— Exercise details —
What is expected is a word-for-word copy of all the entries.
»»
//! Matching engine core
//!
//! One engine instance serves one instrument. It validates inbound
//! commands, crosses aggressive orders against the opposite side under
//! price-time priority, activates stop orders on market price movement,
//! and fans out trade and book-state events to registered listeners.
//!
//! The engine is a single-writer state machine: every mutating operation
//! takes `&mut self`, which makes the borrow checker the serialization
//! authority. Market price, last trade, and the counters are atomics so
//! readers can sample them without coordinating with the writer. Events
//! stage in a buffer during the mutation and dispatch after it settles,
//! giving every listener a consistent post-mutation view.

use std::sync::atomic::{AtomicI64, AtomicU64, Ordering};
use std::sync::Arc;

use types::ids::{OrderId, Symbol};
use types::numeric::{Price, Quantity};
use types::order::{Order, OrderConditions, OrderStatus, OrderType, RejectReason, Side, TimeInForce};

use crate::book::{AmendResult, LevelFill, SideBook, StopBook};
use crate::depth::DepthTracker;
use crate::events::{
    DepthListener, Notification, OrderBookListener, OrderListener, TradeListener,
};
use crate::matching::plan::MatchPlan;
use crate::matching::{can_match, crossing, TradeExecutor};
use crate::stats::EngineStats;

/// Price-time priority matching engine for a single instrument.
pub struct MatchingEngine {
    symbol: Symbol,

    bids: SideBook,
    asks: SideBook,
    stop_bids: StopBook,
    stop_asks: StopBook,

    depth: DepthTracker,
    executor: TradeExecutor,
    stats: EngineStats,

    market_price: AtomicI64,
    last_trade_price: AtomicI64,
    last_trade_quantity: AtomicU64,

    order_listeners: Vec<Arc<dyn OrderListener>>,
    trade_listeners: Vec<Arc<dyn TradeListener>>,
    book_listeners: Vec<Arc<dyn OrderBookListener>>,
    depth_listeners: Vec<Arc<dyn DepthListener>>,

    /// Events staged during the current mutation
    staged: Vec<Notification>,
    /// Best bid and ask after the previous mutation
    last_bbo: (Option<Price>, Option<Price>),
    /// Next id handed to replacement orders
    next_order_id: u64,
}

struct SubmitOutcome {
    any_fill: bool,
    /// True when book state changed (a fill, a rest, or a stop entry)
    mutated: bool,
}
««
— Result of this exercise —
//! Matching engine core
//!
//! One engine instance serves one instrument. It validates inbound
//! commands, crosses aggressive orders against the opposite side under
//! price-time priority, activates stop orders on market price movement,
//! and fans out trade and book-state events to registered listeners.
//!
//! The engine is a single-writer state machine: every mutating operation
//! takes `&mut self`, which makes the borrow checker the serialization
//! authority. Market price, last trade, and the counters are atomics so
//! readers can sample them without coordinating with the writer. Events
//! stage in a buffer during the mutation and dispatch after it settles,
//! giving every listener a consistent post-mutation view.

use std::sync::atomic::{AtomicI64, AtomicU64, Ordering};
use std::sync::Arc;

use types::ids::{OrderId, Symbol};
use types::numeric::{Price, Quantity};
use types::order::{Order, OrderConditions, OrderStatus, OrderType, RejectReason, Side, TimeInForce};

use crate::book::{AmendResult, LevelFill, SideBook, StopBook};
use crate::depth::DepthTracker;
use crate::events::{
    DepthListener, Notification, OrderBookListener, OrderListener, TradeListener,
};
use crate::matching::plan::MatchPlan;
use crate::matching::{can_match, crossing, TradeExecutor};
use crate::stats::EngineStats;

/// Price-time priority matching engine for a single instrument.
pub struct MatchingEngine {
    symbol: Symbol,

    bids: SideBook,
    asks: SideBook,
    stop_bids: StopBook,
    stop_asks: StopBook,

    depth: DepthTracker,
    executor: TradeExecutor,
    stats: EngineStats,

    market_price: AtomicI64,
    last_trade_price: AtomicI64,
    last_trade_quantity: AtomicU64,

    order_listeners: Vec<Arc<dyn OrderListener>>,
    trade_listeners: Vec<Arc<dyn TradeListener>>,
    book_listeners: Vec<Arc<dyn OrderBookListener>>,
    depth_listeners: Vec<Arc<dyn DepthListener>>,

    /// Events staged during the current mutation
    staged: Vec<Notification>,
    /// Best bid and ask after the previous mutation
    last_bbo: (Option<Price>, Option<Price>),
    /// Next id handed to replacement orders
    next_order_id: u64,
}

struct SubmitOutcome {
    any_fill: bool,
    /// True when book state changed (a fill, a rest, or a stop entry)
    mutated: bool,
}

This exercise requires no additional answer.